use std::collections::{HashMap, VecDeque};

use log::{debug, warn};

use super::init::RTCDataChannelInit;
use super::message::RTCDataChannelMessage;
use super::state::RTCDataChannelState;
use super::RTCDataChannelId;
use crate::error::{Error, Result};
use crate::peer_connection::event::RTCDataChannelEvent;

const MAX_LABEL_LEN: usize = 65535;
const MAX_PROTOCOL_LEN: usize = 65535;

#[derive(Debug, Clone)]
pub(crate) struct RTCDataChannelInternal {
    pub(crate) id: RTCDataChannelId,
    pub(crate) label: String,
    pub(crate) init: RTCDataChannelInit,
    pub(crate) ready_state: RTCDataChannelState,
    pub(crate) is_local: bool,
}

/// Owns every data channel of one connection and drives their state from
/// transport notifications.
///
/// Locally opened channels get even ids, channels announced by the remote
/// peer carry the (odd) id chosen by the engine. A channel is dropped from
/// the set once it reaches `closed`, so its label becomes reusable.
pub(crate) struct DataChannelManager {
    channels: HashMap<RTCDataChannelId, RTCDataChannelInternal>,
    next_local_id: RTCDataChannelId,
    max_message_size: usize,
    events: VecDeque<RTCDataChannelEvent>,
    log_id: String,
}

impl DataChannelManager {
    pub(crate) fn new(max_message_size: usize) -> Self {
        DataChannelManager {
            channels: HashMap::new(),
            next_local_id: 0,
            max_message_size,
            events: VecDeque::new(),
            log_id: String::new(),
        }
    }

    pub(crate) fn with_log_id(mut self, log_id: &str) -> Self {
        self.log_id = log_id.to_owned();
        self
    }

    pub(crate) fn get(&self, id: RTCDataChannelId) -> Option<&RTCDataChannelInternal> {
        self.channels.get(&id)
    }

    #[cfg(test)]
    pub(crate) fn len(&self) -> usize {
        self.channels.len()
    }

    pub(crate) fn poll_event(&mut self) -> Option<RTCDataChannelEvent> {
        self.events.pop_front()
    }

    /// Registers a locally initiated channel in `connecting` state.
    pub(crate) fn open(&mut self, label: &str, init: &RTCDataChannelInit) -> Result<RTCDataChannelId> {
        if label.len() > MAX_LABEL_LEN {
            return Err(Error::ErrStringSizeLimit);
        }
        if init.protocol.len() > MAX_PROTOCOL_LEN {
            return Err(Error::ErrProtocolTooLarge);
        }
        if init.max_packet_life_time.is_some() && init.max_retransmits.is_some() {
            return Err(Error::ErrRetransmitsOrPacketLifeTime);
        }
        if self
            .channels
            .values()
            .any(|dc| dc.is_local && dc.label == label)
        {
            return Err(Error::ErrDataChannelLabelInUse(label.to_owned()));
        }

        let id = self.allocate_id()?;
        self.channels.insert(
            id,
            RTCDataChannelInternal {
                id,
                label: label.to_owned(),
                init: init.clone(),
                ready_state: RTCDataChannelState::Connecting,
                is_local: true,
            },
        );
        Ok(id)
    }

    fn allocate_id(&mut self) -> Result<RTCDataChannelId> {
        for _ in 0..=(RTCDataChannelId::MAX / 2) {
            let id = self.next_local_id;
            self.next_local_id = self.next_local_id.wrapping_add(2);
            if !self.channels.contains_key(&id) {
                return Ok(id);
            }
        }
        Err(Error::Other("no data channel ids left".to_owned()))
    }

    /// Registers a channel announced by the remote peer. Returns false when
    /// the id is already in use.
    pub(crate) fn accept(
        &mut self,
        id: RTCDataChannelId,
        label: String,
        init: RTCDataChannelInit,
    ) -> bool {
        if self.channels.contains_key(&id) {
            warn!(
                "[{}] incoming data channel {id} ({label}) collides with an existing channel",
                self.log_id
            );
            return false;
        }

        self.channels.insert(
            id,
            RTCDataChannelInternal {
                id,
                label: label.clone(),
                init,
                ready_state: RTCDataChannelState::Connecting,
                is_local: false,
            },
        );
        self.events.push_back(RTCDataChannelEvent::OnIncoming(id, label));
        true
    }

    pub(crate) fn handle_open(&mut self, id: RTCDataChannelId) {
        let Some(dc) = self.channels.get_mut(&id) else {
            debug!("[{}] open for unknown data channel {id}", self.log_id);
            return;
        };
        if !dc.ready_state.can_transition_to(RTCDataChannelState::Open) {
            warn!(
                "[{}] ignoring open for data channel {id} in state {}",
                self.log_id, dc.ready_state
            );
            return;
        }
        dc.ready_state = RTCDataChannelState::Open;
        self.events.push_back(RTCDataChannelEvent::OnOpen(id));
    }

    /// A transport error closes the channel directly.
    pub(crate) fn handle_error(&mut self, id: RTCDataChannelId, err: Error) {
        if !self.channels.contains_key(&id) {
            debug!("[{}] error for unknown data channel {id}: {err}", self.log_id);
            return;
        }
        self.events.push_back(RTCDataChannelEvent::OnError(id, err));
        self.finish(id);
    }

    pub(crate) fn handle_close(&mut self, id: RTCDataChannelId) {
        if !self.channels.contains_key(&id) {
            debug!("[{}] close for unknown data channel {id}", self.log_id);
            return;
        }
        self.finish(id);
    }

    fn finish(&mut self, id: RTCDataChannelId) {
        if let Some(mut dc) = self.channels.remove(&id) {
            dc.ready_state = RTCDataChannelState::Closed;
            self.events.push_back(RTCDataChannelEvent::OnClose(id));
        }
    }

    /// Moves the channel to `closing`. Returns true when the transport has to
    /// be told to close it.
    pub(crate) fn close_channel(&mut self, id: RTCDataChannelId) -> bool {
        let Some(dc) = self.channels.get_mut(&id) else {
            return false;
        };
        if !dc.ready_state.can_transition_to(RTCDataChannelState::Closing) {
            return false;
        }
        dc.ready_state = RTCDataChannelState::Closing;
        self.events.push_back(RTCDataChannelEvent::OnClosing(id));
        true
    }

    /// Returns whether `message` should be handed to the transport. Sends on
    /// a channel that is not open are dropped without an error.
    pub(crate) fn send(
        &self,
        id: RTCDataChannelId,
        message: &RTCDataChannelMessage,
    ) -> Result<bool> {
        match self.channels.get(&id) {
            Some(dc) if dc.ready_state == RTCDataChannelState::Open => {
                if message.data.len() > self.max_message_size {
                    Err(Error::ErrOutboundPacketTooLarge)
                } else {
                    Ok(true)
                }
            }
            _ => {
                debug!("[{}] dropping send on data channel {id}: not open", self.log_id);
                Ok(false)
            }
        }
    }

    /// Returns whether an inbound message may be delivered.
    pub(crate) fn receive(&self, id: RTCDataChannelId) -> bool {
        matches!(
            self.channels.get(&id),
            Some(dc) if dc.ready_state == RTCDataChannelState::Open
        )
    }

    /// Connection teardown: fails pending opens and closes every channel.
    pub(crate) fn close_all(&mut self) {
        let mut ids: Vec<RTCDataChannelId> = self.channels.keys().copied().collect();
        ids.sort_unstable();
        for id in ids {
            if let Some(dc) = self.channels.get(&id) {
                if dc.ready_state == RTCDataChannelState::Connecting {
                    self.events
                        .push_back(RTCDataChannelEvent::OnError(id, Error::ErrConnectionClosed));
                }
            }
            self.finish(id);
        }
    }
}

┄┄┄┄┄┄┄┄┄┄┄┄┄┄┄┄┄┄┄┄

Problem to work on »
Your answer must contain every line of the records, exactly.

Solution to this problem »
use std::collections::{HashMap, VecDeque};

use log::{debug, warn};

use super::init::RTCDataChannelInit;
use super::message::RTCDataChannelMessage;
use super::state::RTCDataChannelState;
use super::RTCDataChannelId;
use crate::error::{Error, Result};
use crate::peer_connection::event::RTCDataChannelEvent;

const MAX_LABEL_LEN: usize = 65535;
const MAX_PROTOCOL_LEN: usize = 65535;

#[derive(Debug, Clone)]
pub(crate) struct RTCDataChannelInternal {
    pub(crate) id: RTCDataChannelId,
    pub(crate) label: String,
    pub(crate) init: RTCDataChannelInit,
    pub(crate) ready_state: RTCDataChannelState,
    pub(crate) is_local: bool,
}

/// Owns every data channel of one connection and drives their state from
/// transport notifications.
///
/// Locally opened channels get even ids, channels announced by the remote
/// peer carry the (odd) id chosen by the engine. A channel is dropped from
/// the set once it reaches `closed`, so its label becomes reusable.
pub(crate) struct DataChannelManager {
    channels: HashMap<RTCDataChannelId, RTCDataChannelInternal>,
    next_local_id: RTCDataChannelId,
    max_message_size: usize,
    events: VecDeque<RTCDataChannelEvent>,
    log_id: String,
}

impl DataChannelManager {
    pub(crate) fn new(max_message_size: usize) -> Self {
        DataChannelManager {
            channels: HashMap::new(),
            next_local_id: 0,
            max_message_size,
            events: VecDeque::new(),
            log_id: String::new(),
        }
    }

    pub(crate) fn with_log_id(mut self, log_id: &str) -> Self {
        self.log_id = log_id.to_owned();
        self
    }

    pub(crate) fn get(&self, id: RTCDataChannelId) -> Option<&RTCDataChannelInternal> {
        self.channels.get(&id)
    }

    #[cfg(test)]
    pub(crate) fn len(&self) -> usize {
        self.channels.len()
    }

    pub(crate) fn poll_event(&mut self) -> Option<RTCDataChannelEvent> {
        self.events.pop_front()
    }

    /// Registers a locally initiated channel in `connecting` state.
    pub(crate) fn open(&mut self, label: &str, init: &RTCDataChannelInit) -> Result<RTCDataChannelId> {
        if label.len() > MAX_LABEL_LEN {
            return Err(Error::ErrStringSizeLimit);
        }
        if init.protocol.len() > MAX_PROTOCOL_LEN {
            return Err(Error::ErrProtocolTooLarge);
        }
        if init.max_packet_life_time.is_some() && init.max_retransmits.is_some() {
            return Err(Error::ErrRetransmitsOrPacketLifeTime);
        }
        if self
            .channels
            .values()
            .any(|dc| dc.is_local && dc.label == label)
        {
            return Err(Error::ErrDataChannelLabelInUse(label.to_owned()));
        }

        let id = self.allocate_id()?;
        self.channels.insert(
            id,
            RTCDataChannelInternal {
                id,
                label: label.to_owned(),
                init: init.clone(),
                ready_state: RTCDataChannelState::Connecting,
                is_local: true,
            },
        );
        Ok(id)
    }

    fn allocate_id(&mut self) -> Result<RTCDataChannelId> {
        for _ in 0..=(RTCDataChannelId::MAX / 2) {
            let id = self.next_local_id;
            self.next_local_id = self.next_local_id.wrapping_add(2);
            if !self.channels.contains_key(&id) {
                return Ok(id);
            }
        }
        Err(Error::Other("no data channel ids left".to_owned()))
    }

    /// Registers a channel announced by the remote peer. Returns false when
    /// the id is already in use.
    pub(crate) fn accept(
        &mut self,
        id: RTCDataChannelId,
        label: String,
        init: RTCDataChannelInit,
    ) -> bool {
        if self.channels.contains_key(&id) {
            warn!(
                "[{}] incoming data channel {id} ({label}) collides with an existing channel",
                self.log_id
            );
            return false;
        }

        self.channels.insert(
            id,
            RTCDataChannelInternal {
                id,
                label: label.clone(),
                init,
                ready_state: RTCDataChannelState::Connecting,
                is_local: false,
            },
        );
        self.events.push_back(RTCDataChannelEvent::OnIncoming(id, label));
        true
    }

    pub(crate) fn handle_open(&mut self, id: RTCDataChannelId) {
        let Some(dc) = self.channels.get_mut(&id) else {
            debug!("[{}] open for unknown data channel {id}", self.log_id);
            return;
        };
        if !dc.ready_state.can_transition_to(RTCDataChannelState::Open) {
            warn!(
                "[{}] ignoring open for data channel {id} in state {}",
                self.log_id, dc.ready_state
            );
            return;
        }
        dc.ready_state = RTCDataChannelState::Open;
        self.events.push_back(RTCDataChannelEvent::OnOpen(id));
    }

    /// A transport error closes the channel directly.
    pub(crate) fn handle_error(&mut self, id: RTCDataChannelId, err: Error) {
        if !self.channels.contains_key(&id) {
            debug!("[{}] error for unknown data channel {id}: {err}", self.log_id);
            return;
        }
        self.events.push_back(RTCDataChannelEvent::OnError(id, err));
        self.finish(id);
    }

    pub(crate) fn handle_close(&mut self, id: RTCDataChannelId) {
        if !self.channels.contains_key(&id) {
            debug!("[{}] close for unknown data channel {id}", self.log_id);
            return;
        }
        self.finish(id);
    }

    fn finish(&mut self, id: RTCDataChannelId) {
        if let Some(mut dc) = self.channels.remove(&id) {
            dc.ready_state = RTCDataChannelState::Closed;
            self.events.push_back(RTCDataChannelEvent::OnClose(id));
        }
    }

    /// Moves the channel to `closing`. Returns true when the transport has to
    /// be told to close it.
    pub(crate) fn close_channel(&mut self, id: RTCDataChannelId) -> bool {
        let Some(dc) = self.channels.get_mut(&id) else {
            return false;
        };
        if !dc.ready_state.can_transition_to(RTCDataChannelState::Closing) {
            return false;
        }
        dc.ready_state = RTCDataChannelState::Closing;
        self.events.push_back(RTCDataChannelEvent::OnClosing(id));
        true
    }

    /// Returns whether `message` should be handed to the transport. Sends on
    /// a channel that is not open are dropped without an error.
    pub(crate) fn send(
        &self,
        id: RTCDataChannelId,
        message: &RTCDataChannelMessage,
    ) -> Result<bool> {
        match self.channels.get(&id) {
            Some(dc) if dc.ready_state == RTCDataChannelState::Open => {
                if message.data.len() > self.max_message_size {
                    Err(Error::ErrOutboundPacketTooLarge)
                } else {
                    Ok(true)
                }
            }
            _ => {
                debug!("[{}] dropping send on data channel {id}: not open", self.log_id);
                Ok(false)
            }
        }
    }

    /// Returns whether an inbound message may be delivered.
    pub(crate) fn receive(&self, id: RTCDataChannelId) -> bool {
        matches!(
            self.channels.get(&id),
            Some(dc) if dc.ready_state == RTCDataChannelState::Open
        )
    }

    /// Connection teardown: fails pending opens and closes every channel.
    pub(crate) fn close_all(&mut self) {
        let mut ids: Vec<RTCDataChannelId> = self.channels.keys().copied().collect();
        ids.sort_unstable();
        for id in ids {
            if let Some(dc) = self.channels.get(&id) {
                if dc.ready_state == RTCDataChannelState::Connecting {
                    self.events
                        .push_back(RTCDataChannelEvent::OnError(id, Error::ErrConnectionClosed));
                }
            }
            self.finish(id);
        }
    }
}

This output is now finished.